- Herrera’s poem employs anaphora to create both a range of moods—from anger to despair—and arguments. Choose a single word or phrase and use it as the beginning of each line in a poem that also ranges widely. Read Rebecca Hazelton's article on anaphora and complete some of the suggested writing exercises. Also see Walt Whitman’s “I Sing the Body Electric” and Joanna Klink's “Some Feel Rain” for more examples of anaphora.
- “Blood on the Wheel” is packed with images of urban and semi-urban landscapes, and often includes “real” place names: “Milagro Boulevard, Mercy Lanes #9,” “the Groove Shopping Center,” the “Macho Hat.” Begin collecting the names of businesses, streets, housing developments, and perhaps phrases from billboards or advertisements. Try writing a poem that evokes, praises, or indicts your hometown or area through a catalog of such names.
- Choose one image from “Blood on the Wheel” that you find interesting, evocative, or strange, and use it as the title for a new poem. Try writing a series of poems based on images from the poem.
- As Stephen Burt points out in his poem guide for this poem, Herrera’s poem often strays from syntactic sense; that is, his lines frequently don’t follow grammatical rules. Using different colored pens or markers, chart the grammar of Herrera’s poem by underlining: where do full sentences occur? When is a line a fragment? Do you notice a pattern developing? What effects do lines gain by being full or fragments?

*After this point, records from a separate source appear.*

//! Timeline rendering module.
//!
//! This module draws a computed `TimelineLayout`: the month header, lane
//! labels, segment bars and the marker for the campaign's current date.
//! All geometry comes from the layout; this module only offsets it into
//! screen space and reports pointer interaction back to the caller.

use eframe::egui::{self, Color32, Painter, Pos2, Rect, Stroke, Vec2};

use crate::core::calendar::{CalendarDate, DayNumber};
use crate::core::config::ColorSettings;
use crate::core::segment::SegmentRole;
use crate::core::timeline::{SegmentKey, Timeline, TimelineLayout};

/// Width of the lane label column on the left side.
pub const LABEL_WIDTH: f32 = 120.0;

/// Height of the month header.
const HEADER_HEIGHT: f32 = 20.0;

/// Month widths below this get abbreviated names.
const FULL_MONTH_NAME_WIDTH: f32 = 72.0;

/// Month widths below this get no name at all.
const MIN_LABELED_MONTH_WIDTH: f32 = 24.0;

/// Pointer interaction observed during one frame.
#[derive(Debug, Clone, Copy, Default, PartialEq)]
pub struct TimelineResponse {
    /// Click position in timeline body coordinates
    pub clicked: Option<Pos2>,
    /// Day under the cursor, if the cursor is over the body
    pub hover_day: Option<DayNumber>,
    /// Width available to the body, used by fit-to-view
    pub viewport_width: f32,
}

/// Timeline renderer that draws lanes of segments over months.
pub struct TimelineRenderer<'a> {
    /// Lanes, range and reference date
    timeline: &'a Timeline,
    /// Geometry at the current zoom
    layout: &'a TimelineLayout,
    /// Colors to draw with
    colors: &'a ColorSettings,
}

impl<'a> TimelineRenderer<'a> {
    /// Create a new timeline renderer.
    pub fn new(
        timeline: &'a Timeline,
        layout: &'a TimelineLayout,
        colors: &'a ColorSettings,
    ) -> Self {
        Self {
            timeline,
            layout,
            colors,
        }
    }

    /// Render the complete timeline inside a scroll area.
    pub fn render(&self, ui: &mut egui::Ui) -> TimelineResponse {
        let viewport_width = (ui.available_width() - LABEL_WIDTH).max(0.0);

        let mut result = egui::ScrollArea::both()
            .auto_shrink([false, false])
            .show(ui, |ui| self.render_content(ui))
            .inner;
        result.viewport_width = viewport_width;
        result
    }

    fn render_content(&self, ui: &mut egui::Ui) -> TimelineResponse {
        let body_height = self.layout.total_height().max(HEADER_HEIGHT * 2.0);
        let size = egui::vec2(
            LABEL_WIDTH + self.layout.total_width(),
            HEADER_HEIGHT + body_height,
        );
        let (response, painter) = ui.allocate_painter(size, egui::Sense::click());
        let rect = response.rect;

        // Top-left of the timeline body (below header, right of labels)
        let origin = Pos2::new(rect.left() + LABEL_WIDTH, rect.top() + HEADER_HEIGHT);
        let body_rect = Rect::from_min_max(origin, rect.max);

        let to_body = |pos: Pos2| -> Option<Pos2> {
            body_rect
                .contains(pos)
                .then(|| Pos2::new(pos.x - origin.x, pos.y - origin.y))
        };

        let hover = response.hover_pos().and_then(to_body);
        let hovered_key = hover.and_then(|p| self.layout.hit_test(p.x, p.y));

        self.draw_background(&painter, rect);
        self.draw_month_grid(&painter, rect, origin);
        self.draw_lane_bands(&painter, rect, origin);
        self.draw_segments(&painter, body_rect, origin, hovered_key);
        self.draw_today_marker(&painter, rect, origin);
        self.draw_month_header(&painter, rect, origin);

        if self.timeline.lanes.is_empty() {
            painter.text(
                body_rect.center(),
                egui::Align2::CENTER_CENTER,
                "No dated records",
                egui::FontId::proportional(14.0),
                self.colors.text_dim_color(),
            );
        }

        let clicked = if response.clicked() {
            response.interact_pointer_pos().and_then(to_body)
        } else {
            None
        };

        TimelineResponse {
            clicked,
            hover_day: hover.map(|p| self.layout.mapper().x_to_day(p.x)),
            viewport_width: 0.0,
        }
    }

    /// Draw the background and border.
    fn draw_background(&self, painter: &Painter, rect: Rect) {
        painter.rect_filled(rect, 0.0, self.colors.background_color());
        painter.rect_stroke(
            rect,
            0.0,
            Stroke::new(1.0, Color32::DARK_GRAY),
            egui::StrokeKind::Inside,
        );
    }

    /// Indexes of the months that intersect the painter's clip rect.
    fn visible_months(&self, painter: &Painter, origin: Pos2) -> std::ops::Range<i64> {
        let clip = painter.clip_rect();
        visible_month_span(
            clip.left() - origin.x,
            clip.right() - origin.x,
            self.layout.mapper().month_width(),
            self.timeline.range.month_count(),
        )
    }

    /// Draw a vertical line at each visible month boundary.
    fn draw_month_grid(&self, painter: &Painter, rect: Rect, origin: Pos2) {
        let month_width = self.layout.mapper().month_width();
        let stroke = Stroke::new(0.5, self.colors.grid_color());
        let start_month = self.timeline.range.start_month;
        for i in self.visible_months(painter, origin) {
            let month = start_month.offset(i);
            let x = origin.x + i as f32 * month_width;
            // Heavier line at year boundaries
            let stroke = if month.month == 1 {
                Stroke::new(1.0, self.colors.text_dim_color())
            } else {
                stroke
            };
            painter.line_segment([Pos2::new(x, origin.y), Pos2::new(x, rect.bottom())], stroke);
        }
    }

    /// Draw the month header row with month names and years.
    fn draw_month_header(&self, painter: &Painter, rect: Rect, origin: Pos2) {
        let header_rect = Rect::from_min_max(
            Pos2::new(rect.left(), rect.top()),
            Pos2::new(rect.right(), origin.y),
        );
        painter.rect_filled(header_rect, 0.0, self.colors.header_background_color());

        let month_width = self.layout.mapper().month_width();
        if month_width >= MIN_LABELED_MONTH_WIDTH {
            let start_month = self.timeline.range.start_month;
            let visible = self.visible_months(painter, origin);
            let first_visible = visible.start;
            for i in visible {
                let month = start_month.offset(i);
                let name = if month_width >= FULL_MONTH_NAME_WIDTH {
                    month.name().to_string()
                } else {
                    month.name().chars().take(3).collect()
                };
                let text = if i == first_visible || month.month == 1 {
                    format!("{} {}", name, month.year)
                } else {
                    name
                };

                let x = origin.x + i as f32 * month_width;
                painter.with_clip_rect(Rect::from_min_size(
                    Pos2::new(x, rect.top()),
                    egui::vec2(month_width, HEADER_HEIGHT),
                ))
                .text(
                    Pos2::new(x + 4.0, rect.top() + HEADER_HEIGHT / 2.0),
                    egui::Align2::LEFT_CENTER,
                    text,
                    egui::FontId::proportional(10.0),
                    self.colors.text_header_color(),
                );
            }
        }

        painter.line_segment(
            [
                Pos2::new(rect.left(), origin.y),
                Pos2::new(rect.right(), origin.y),
            ],
            Stroke::new(1.0, Color32::DARK_GRAY),
        );
    }

    /// Draw the lane label column and separators between lanes.
    fn draw_lane_bands(&self, painter: &Painter, rect: Rect, origin: Pos2) {
        let label_rect = Rect::from_min_max(
            Pos2::new(rect.left(), origin.y),
            Pos2::new(origin.x, rect.bottom()),
        );
        painter.rect_filled(label_rect, 0.0, self.colors.label_background_color());
        painter.line_segment(
            [
                Pos2::new(origin.x, rect.top()),
                Pos2::new(origin.x, rect.bottom()),
            ],
            Stroke::new(1.0, Color32::DARK_GRAY),
        );

        for (i, band) in self.layout.bands().iter().enumerate() {
            let top = origin.y + band.top;
            let center_y = top + band.height / 2.0;

            let indicator_rect = Rect::from_min_size(
                Pos2::new(rect.left() + 4.0, center_y - 4.0),
                egui::vec2(8.0, 8.0),
            );
            painter.rect_filled(indicator_rect, 2.0, self.colors.lane_color(band.kind));

            painter.text(
                Pos2::new(rect.left() + 16.0, center_y),
                egui::Align2::LEFT_CENTER,
                &band.name,
                egui::FontId::proportional(12.0),
                self.colors.text_label_color(),
            );

            if i > 0 {
                painter.line_segment(
                    [Pos2::new(rect.left(), top - 4.0), Pos2::new(rect.right(), top - 4.0)],
                    Stroke::new(0.5, self.colors.grid_color()),
                );
            }
        }
    }

    /// Draw every placed segment as a labeled bar.
    fn draw_segments(
        &self,
        painter: &Painter,
        body_rect: Rect,
        origin: Pos2,
        hovered: Option<SegmentKey>,
    ) {
        let painter = painter.with_clip_rect(body_rect);
        let clip = painter.clip_rect();

        for placed in self.layout.placed() {
            let left = origin.x + placed.x;
            if left > clip.right() || left + placed.width < clip.left() {
                continue;
            }
            let Some(segment) = self.timeline.segment(placed.key) else {
                continue;
            };

            let bar = Rect::from_min_size(
                origin + Vec2::new(placed.x, placed.y),
                Vec2::new(placed.width, placed.height),
            );

            let lane_color = self.colors.lane_color(placed.kind);
            let fill = match segment.meta.role {
                SegmentRole::Span => lane_color,
                SegmentRole::EndMarker => self.colors.end_marker_color(),
                SegmentRole::Lifetime { active: true } => lane_color,
                SegmentRole::Lifetime { active: false } => lane_color.gamma_multiply(0.6),
            };
            painter.rect_filled(bar, 3.0, fill);

            if hovered == Some(placed.key) {
                painter.rect_stroke(
                    bar,
                    3.0,
                    Stroke::new(1.5, self.colors.hover_color()),
                    egui::StrokeKind::Outside,
                );
            }

            painter.with_clip_rect(bar.intersect(body_rect)).text(
                Pos2::new(bar.left() + 4.0, bar.center().y),
                egui::Align2::LEFT_CENTER,
                &segment.label,
                egui::FontId::proportional(11.0),
                Color32::BLACK,
            );
        }
    }

    /// Draw the vertical marker at the campaign's current date.
    fn draw_today_marker(&self, painter: &Painter, rect: Rect, origin: Pos2) {
        let Some(today) = self.timeline.reference_date else {
            return;
        };
        let day = today.day_number();
        if !self.timeline.range.contains(day) {
            return;
        }

        let x = origin.x + self.layout.mapper().day_to_x(day);
        painter.line_segment(
            [Pos2::new(x, origin.y), Pos2::new(x, rect.bottom())],
            Stroke::new(2.0, self.colors.today_color_alpha(200)),
        );
        painter.text(
            Pos2::new(x + 3.0, origin.y + 2.0),
            egui::Align2::LEFT_TOP,
            format_today(today),
            egui::FontId::proportional(10.0),
            self.colors.today_color(),
        );
    }
}

/// Half-open range of month indexes overlapping `[left, right]`, given in
/// body coordinates and clamped to `0..month_count`.
fn visible_month_span(
    left: f32,
    right: f32,
    month_width: f32,
    month_count: i64,
) -> std::ops::Range<i64> {
    if month_width <= 0.0 || month_count <= 0 || right < left {
        return 0..0;
    }
    let clamp = |v: f32| (v as i64).clamp(0, month_count);
    clamp((left / month_width).floor())..clamp((right / month_width).floor() + 1.0)
}

/// Label shown beside the current-date marker.
fn format_today(date: CalendarDate) -> String {
    format!("Today {}. {}", date.day, date.month_name())
}

#[cfg(test)]
mod tests {
    use super::*;

    #[test]
    fn test_format_today() {
        let date = CalendarDate::new(1027, 6, 15).unwrap();
        assert_eq!(format_today(date), "Today 15. Hesinde");
    }

    #[test]
    fn test_visible_month_span_limits_to_clip() {
        // 12.3M months, viewport showing months 10 through 14
        assert_eq!(visible_month_span(1200.0, 1700.0, 120.0, 12_300_000), 10..15);
        // Scrolled to the start, clip extends left of the body
        assert_eq!(visible_month_span(-120.0, 300.0, 120.0, 12_300_000), 0..3);
        // Clip past the end
        assert_eq!(visible_month_span(2000.0, 5000.0, 120.0, 12), 12..12);
        assert_eq!(visible_month_span(0.0, 5000.0, 120.0, 12), 0..12);
    }

    #[test]
    fn test_visible_month_span_degenerate_input() {
        assert_eq!(visible_month_span(0.0, 100.0, 0.0, 12), 0..0);
        assert_eq!(visible_month_span(0.0, 100.0, 120.0, 0), 0..0);
        assert_eq!(visible_month_span(100.0, 0.0, 120.0, 12), 0..0);
    }
}
//! Coordinate mapping between day numbers and horizontal pixel offsets.

use super::calendar::{DAYS_PER_MONTH, DayNumber, MonthMarker};
use super::range::Range;

/// Width of one month at zoom 1.0, in points.
pub const BASE_MONTH_WIDTH: f32 = 120.0;

/// Narrowest width a segment is drawn with, so every segment stays clickable.
pub const MIN_SEGMENT_WIDTH: f32 = 6.0;

/// Minimum allowed zoom factor.
pub const MIN_ZOOM: f32 = 0.4;

/// Maximum allowed zoom factor.
pub const MAX_ZOOM: f32 = 3.0;

/// Zoom factor used on startup and for invalid input.
pub const DEFAULT_ZOOM: f32 = 1.0;

/// Zoom change per zoom-in / zoom-out step.
pub const ZOOM_STEP: f32 = 0.2;

/// "Fit" makes the timeline this many times wider than the viewport.
pub const FIT_OVERSCAN: f32 = 1.2;

/// Clamp a zoom factor to the valid band. Non-finite input resets to default.
pub fn clamp_zoom(zoom: f32) -> f32 {
    if !zoom.is_finite() {
        return DEFAULT_ZOOM;
    }
    zoom.clamp(MIN_ZOOM, MAX_ZOOM)
}

/// Width of one month at the given zoom.
pub fn month_width(zoom: f32) -> f32 {
    BASE_MONTH_WIDTH * clamp_zoom(zoom)
}

/// Horizontal offset of a day from the start of the range.
pub fn project_day(day: DayNumber, range: &Range, zoom: f32) -> f32 {
    let width = month_width(zoom);
    let months_from_start = range.start_month.months_until(MonthMarker::containing(day));
    let fractional_day = day.day_of_month_index() as f32 / DAYS_PER_MONTH as f32;
    months_from_start as f32 * width + fractional_day * width
}

/// Pixel width of a day span, never narrower than `MIN_SEGMENT_WIDTH`.
pub fn project_span(start: DayNumber, end: DayNumber, range: &Range, zoom: f32) -> f32 {
    let width = project_day(end, range, zoom) - project_day(start, range, zoom);
    width.max(MIN_SEGMENT_WIDTH)
}

/// Zoom at which the whole range is `FIT_OVERSCAN` times the viewport width.
pub fn fit_zoom(month_count: i64, viewport_width: f32) -> f32 {
    if month_count <= 0 || viewport_width.is_nan() || viewport_width <= 0.0 {
        return DEFAULT_ZOOM;
    }
    let target_width = viewport_width * FIT_OVERSCAN;
    clamp_zoom(target_width / (month_count as f32 * BASE_MONTH_WIDTH))
}

/// Range and zoom bundled for one layout pass.
#[derive(Clone, Copy, Debug, PartialEq)]
pub struct CoordinateMapper {
    range: Range,
    zoom: f32,
}

impl CoordinateMapper {
    pub fn new(range: Range, zoom: f32) -> Self {
        Self {
            range,
            zoom: clamp_zoom(zoom),
        }
    }

    pub fn range(&self) -> &Range {
        &self.range
    }

    pub fn zoom(&self) -> f32 {
        self.zoom
    }

    pub fn month_width(&self) -> f32 {
        month_width(self.zoom)
    }

    pub fn day_to_x(&self, day: DayNumber) -> f32 {
        project_day(day, &self.range, self.zoom)
    }

    pub fn span_to_width(&self, start: DayNumber, end: DayNumber) -> f32 {
        project_span(start, end, &self.range, self.zoom)
    }

    /// Day under a horizontal offset; the inverse of `day_to_x`, rounded down.
    pub fn x_to_day(&self, x: f32) -> DayNumber {
        let days_per_point = DAYS_PER_MONTH as f32 / self.month_width();
        let offset = (x * days_per_point).floor() as i64;
        DayNumber(self.range.start_day_num.0 + offset)
    }

    /// Total width of the whole range.
    pub fn total_width(&self) -> f32 {
        self.range.month_count() as f32 * self.month_width()
    }
}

- Though anaphora is the most obvious rhetorical device here, “Blood on the Wheel” also includes other kinds of rhetorical choices, including rhetorical questions and epistrophe (repetition of the same words at the end of successive lines) and mesostrophe (repetition in the middle of lines). Using the copy of the poem you’ve already colored coded for full sentences or fragments, try marking the different rhetorical devices. How does the poem depend on both kinds of choices, rhetorical and grammatical? Try re-writing Herrera’s poem: make fragments into full sentences, change rhetorical questions into statements, and get rid of repetition. What is the effect of the poem now? How has the effect changed (if you feel it has) and why?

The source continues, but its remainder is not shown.